Problem requirements
Within the records, which lines hold the string "etag"? Report each one by copying it.

Collected data entries
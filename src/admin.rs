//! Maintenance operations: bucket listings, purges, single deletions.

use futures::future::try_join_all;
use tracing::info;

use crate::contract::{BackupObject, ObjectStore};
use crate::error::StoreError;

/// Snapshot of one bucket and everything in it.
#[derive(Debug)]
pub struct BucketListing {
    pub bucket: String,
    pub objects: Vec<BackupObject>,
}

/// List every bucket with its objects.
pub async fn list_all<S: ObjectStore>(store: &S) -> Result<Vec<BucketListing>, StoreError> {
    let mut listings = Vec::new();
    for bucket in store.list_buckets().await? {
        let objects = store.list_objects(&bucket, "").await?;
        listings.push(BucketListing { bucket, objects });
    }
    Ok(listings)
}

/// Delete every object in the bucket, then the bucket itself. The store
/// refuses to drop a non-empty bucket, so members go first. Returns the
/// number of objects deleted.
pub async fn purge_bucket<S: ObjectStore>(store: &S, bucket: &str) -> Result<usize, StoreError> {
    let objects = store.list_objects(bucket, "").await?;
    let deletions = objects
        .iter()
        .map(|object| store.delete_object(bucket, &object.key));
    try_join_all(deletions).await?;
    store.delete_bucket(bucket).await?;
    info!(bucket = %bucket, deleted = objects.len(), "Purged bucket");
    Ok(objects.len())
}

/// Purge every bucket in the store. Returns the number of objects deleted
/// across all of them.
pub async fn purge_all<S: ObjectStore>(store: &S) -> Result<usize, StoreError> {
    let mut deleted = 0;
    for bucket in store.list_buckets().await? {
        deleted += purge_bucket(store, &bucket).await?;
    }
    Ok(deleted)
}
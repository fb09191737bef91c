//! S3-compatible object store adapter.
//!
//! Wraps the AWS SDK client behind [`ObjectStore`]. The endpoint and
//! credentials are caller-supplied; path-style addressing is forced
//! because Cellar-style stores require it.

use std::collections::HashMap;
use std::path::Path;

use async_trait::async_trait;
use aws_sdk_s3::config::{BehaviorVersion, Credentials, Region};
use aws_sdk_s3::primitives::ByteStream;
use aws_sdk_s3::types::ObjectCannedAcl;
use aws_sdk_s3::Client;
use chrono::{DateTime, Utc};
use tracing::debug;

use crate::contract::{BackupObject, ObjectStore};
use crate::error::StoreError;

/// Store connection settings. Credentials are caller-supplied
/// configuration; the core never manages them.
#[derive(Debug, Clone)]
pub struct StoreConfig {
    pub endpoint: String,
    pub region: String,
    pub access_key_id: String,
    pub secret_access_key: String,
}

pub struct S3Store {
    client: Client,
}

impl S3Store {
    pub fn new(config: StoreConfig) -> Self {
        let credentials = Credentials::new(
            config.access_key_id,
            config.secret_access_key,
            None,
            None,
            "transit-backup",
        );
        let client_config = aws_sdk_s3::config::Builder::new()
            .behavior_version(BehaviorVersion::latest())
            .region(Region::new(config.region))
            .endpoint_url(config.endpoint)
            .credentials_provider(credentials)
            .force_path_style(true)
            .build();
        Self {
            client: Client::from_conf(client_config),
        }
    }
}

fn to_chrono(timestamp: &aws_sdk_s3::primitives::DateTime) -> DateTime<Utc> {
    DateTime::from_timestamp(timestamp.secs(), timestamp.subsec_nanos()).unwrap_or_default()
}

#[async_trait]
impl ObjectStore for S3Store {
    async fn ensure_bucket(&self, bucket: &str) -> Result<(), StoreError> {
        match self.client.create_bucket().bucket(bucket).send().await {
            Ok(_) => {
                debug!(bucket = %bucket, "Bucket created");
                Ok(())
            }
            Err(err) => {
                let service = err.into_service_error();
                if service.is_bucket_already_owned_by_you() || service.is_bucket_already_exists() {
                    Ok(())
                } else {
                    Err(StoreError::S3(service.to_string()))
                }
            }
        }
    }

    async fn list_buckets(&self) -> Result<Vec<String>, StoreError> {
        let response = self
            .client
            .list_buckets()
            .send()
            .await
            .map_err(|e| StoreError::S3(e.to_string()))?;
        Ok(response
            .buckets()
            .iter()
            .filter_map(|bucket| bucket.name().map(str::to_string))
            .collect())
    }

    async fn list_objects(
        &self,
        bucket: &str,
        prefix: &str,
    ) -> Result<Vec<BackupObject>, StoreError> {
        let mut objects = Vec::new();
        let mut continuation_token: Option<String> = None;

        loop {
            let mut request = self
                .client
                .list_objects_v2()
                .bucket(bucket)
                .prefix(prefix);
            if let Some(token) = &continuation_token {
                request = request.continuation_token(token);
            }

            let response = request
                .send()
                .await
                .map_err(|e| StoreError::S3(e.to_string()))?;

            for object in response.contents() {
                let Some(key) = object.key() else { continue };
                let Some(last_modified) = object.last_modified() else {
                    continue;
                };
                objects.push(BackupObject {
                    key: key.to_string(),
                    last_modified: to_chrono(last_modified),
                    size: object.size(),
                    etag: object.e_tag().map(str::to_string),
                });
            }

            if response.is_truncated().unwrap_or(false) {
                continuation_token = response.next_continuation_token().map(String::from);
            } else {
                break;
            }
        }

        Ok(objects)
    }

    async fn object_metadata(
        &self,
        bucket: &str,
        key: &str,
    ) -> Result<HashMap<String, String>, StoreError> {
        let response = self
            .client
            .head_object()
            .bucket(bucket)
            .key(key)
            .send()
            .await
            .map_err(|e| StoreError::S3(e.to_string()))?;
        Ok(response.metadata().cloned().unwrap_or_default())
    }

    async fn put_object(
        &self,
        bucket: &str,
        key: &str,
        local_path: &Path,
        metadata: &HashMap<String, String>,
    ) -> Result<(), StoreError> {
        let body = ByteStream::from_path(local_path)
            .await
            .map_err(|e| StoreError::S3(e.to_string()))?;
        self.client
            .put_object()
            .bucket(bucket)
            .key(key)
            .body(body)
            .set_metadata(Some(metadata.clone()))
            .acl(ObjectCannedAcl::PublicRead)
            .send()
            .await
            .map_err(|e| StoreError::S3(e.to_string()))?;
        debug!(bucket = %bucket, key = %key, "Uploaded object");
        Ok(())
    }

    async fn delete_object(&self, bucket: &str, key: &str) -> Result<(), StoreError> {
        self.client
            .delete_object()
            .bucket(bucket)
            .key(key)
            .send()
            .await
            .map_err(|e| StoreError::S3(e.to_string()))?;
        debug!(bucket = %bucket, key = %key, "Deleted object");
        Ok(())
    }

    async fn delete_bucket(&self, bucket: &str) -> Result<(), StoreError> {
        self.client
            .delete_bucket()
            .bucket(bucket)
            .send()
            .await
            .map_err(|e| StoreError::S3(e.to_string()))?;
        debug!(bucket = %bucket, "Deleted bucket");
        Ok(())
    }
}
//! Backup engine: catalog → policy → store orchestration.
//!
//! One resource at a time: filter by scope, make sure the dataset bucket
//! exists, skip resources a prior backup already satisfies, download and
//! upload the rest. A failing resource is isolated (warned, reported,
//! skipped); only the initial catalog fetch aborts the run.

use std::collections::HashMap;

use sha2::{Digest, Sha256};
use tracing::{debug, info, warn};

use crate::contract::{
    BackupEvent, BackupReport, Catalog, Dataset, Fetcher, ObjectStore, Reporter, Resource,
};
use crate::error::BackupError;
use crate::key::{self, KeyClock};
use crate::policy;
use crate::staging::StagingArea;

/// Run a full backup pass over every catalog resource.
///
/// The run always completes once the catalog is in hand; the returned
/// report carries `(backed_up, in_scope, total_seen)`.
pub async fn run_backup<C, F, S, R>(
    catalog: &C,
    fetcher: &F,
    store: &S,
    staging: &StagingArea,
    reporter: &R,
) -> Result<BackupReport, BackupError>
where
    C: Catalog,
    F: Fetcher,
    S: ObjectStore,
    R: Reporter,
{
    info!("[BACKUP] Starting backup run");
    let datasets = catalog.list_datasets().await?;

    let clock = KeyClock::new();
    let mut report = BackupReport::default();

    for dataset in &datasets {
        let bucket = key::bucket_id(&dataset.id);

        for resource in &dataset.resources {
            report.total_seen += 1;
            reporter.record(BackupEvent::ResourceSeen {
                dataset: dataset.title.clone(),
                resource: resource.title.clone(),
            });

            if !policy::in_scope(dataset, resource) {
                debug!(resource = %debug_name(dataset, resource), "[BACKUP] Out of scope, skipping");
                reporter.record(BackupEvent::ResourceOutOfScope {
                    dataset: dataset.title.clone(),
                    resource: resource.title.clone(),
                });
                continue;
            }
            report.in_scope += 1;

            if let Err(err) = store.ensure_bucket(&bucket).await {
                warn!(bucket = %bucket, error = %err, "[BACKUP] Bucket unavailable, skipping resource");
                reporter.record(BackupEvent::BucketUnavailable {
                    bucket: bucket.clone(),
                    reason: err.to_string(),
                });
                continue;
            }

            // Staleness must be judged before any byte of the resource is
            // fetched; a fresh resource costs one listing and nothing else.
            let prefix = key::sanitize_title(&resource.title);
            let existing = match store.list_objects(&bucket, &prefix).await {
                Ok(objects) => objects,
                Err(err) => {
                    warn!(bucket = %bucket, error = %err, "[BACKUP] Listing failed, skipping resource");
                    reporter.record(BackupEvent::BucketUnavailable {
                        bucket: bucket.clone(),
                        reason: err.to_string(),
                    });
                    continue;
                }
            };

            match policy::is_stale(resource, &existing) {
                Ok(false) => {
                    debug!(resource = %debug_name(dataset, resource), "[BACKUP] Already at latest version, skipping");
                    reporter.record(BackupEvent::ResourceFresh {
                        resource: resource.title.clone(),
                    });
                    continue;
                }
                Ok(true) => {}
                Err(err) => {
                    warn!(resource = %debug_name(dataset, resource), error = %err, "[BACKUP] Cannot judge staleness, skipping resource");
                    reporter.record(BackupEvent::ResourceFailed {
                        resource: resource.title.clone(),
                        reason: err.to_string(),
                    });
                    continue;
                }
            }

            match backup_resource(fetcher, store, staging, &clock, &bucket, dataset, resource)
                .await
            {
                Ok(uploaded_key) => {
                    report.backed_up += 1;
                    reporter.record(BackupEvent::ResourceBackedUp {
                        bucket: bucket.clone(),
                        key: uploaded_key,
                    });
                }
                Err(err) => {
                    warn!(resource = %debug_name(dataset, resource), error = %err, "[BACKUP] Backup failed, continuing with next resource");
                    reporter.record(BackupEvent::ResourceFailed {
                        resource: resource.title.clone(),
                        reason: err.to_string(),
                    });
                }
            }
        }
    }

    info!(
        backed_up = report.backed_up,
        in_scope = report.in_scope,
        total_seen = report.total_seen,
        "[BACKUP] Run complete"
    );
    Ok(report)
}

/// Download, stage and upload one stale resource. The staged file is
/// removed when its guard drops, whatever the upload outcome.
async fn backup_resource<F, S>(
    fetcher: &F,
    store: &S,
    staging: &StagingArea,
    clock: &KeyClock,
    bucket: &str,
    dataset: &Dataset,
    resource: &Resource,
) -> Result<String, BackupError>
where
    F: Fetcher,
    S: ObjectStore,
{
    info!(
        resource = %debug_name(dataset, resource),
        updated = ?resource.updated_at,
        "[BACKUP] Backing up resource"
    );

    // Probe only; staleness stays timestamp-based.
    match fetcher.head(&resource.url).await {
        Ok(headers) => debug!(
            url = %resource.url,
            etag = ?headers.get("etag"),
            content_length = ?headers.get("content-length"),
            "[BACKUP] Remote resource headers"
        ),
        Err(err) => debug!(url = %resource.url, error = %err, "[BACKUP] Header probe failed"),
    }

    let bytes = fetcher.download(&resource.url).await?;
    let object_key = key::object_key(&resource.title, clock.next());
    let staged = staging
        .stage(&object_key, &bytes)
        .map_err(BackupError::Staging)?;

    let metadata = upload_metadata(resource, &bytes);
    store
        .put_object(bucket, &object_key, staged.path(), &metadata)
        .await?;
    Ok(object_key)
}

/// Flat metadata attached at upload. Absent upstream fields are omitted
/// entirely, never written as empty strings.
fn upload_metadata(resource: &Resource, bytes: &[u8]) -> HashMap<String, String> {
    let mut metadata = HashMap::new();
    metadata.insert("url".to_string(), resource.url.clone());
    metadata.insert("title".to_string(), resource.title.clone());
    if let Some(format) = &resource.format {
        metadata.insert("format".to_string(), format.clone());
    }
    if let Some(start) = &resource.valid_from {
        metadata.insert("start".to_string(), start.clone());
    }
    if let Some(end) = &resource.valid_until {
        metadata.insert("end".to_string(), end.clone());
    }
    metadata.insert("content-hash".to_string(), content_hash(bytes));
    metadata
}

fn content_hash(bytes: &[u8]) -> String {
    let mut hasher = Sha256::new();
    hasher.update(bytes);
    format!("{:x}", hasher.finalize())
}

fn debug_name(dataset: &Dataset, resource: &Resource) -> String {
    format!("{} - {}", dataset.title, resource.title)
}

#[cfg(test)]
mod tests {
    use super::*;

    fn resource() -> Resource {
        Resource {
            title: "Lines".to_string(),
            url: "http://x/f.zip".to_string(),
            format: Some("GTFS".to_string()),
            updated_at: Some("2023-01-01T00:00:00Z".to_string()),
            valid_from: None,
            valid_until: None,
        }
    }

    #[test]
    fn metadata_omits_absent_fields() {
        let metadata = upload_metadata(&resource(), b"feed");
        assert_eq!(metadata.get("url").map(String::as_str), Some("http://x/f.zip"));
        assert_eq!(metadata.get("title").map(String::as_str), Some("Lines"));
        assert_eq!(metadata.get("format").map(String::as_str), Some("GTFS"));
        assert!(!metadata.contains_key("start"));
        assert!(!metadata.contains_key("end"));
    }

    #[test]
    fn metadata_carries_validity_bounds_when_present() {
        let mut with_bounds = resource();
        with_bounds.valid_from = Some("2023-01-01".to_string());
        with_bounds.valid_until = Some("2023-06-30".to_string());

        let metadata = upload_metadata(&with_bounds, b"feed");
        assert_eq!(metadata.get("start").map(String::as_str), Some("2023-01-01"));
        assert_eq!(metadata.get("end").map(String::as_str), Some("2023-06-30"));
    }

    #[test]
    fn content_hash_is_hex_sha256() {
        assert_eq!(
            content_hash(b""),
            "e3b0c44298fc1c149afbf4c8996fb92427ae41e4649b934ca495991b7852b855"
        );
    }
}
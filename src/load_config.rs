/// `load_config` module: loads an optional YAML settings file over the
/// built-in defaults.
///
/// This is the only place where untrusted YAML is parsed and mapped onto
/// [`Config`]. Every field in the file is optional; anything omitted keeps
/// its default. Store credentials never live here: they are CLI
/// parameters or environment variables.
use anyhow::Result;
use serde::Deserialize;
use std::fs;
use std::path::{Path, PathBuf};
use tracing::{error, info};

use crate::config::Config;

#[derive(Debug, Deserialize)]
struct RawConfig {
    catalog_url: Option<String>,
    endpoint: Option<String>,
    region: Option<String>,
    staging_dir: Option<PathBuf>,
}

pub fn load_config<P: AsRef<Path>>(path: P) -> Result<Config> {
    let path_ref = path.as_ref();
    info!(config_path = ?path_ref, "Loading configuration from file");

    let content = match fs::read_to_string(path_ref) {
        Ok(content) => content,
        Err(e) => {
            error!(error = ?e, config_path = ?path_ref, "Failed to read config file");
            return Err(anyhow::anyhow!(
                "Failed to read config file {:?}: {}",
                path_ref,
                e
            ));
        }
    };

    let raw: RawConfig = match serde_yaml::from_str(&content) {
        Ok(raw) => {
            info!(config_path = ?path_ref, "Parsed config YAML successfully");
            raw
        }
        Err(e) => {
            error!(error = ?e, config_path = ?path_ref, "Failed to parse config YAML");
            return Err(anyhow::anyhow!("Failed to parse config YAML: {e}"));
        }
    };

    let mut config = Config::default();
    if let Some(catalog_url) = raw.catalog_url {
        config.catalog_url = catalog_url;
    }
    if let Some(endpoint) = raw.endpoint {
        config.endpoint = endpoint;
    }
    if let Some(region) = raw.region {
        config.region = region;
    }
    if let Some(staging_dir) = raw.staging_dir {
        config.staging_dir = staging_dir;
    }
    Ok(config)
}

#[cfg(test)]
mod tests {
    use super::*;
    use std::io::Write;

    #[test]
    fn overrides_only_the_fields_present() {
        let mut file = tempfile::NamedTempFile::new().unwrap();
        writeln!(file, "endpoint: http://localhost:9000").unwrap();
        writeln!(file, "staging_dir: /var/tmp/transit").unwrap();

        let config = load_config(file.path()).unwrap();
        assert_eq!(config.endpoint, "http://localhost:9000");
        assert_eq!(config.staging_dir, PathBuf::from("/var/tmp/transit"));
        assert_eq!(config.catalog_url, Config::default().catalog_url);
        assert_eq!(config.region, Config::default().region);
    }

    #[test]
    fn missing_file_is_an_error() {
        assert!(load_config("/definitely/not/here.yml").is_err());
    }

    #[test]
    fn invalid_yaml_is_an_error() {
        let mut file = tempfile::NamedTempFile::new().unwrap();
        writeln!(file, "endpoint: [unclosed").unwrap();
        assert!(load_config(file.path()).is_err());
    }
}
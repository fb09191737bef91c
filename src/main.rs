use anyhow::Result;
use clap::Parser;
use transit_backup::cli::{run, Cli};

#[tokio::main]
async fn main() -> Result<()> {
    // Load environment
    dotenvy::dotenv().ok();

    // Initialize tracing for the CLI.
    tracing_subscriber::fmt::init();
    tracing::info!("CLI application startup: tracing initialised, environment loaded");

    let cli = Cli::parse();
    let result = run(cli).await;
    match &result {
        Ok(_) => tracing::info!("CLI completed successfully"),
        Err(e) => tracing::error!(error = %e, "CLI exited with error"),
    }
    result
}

Exercise answer
                    etag: object.e_tag().map(str::to_string),
            etag = ?headers.get("etag"),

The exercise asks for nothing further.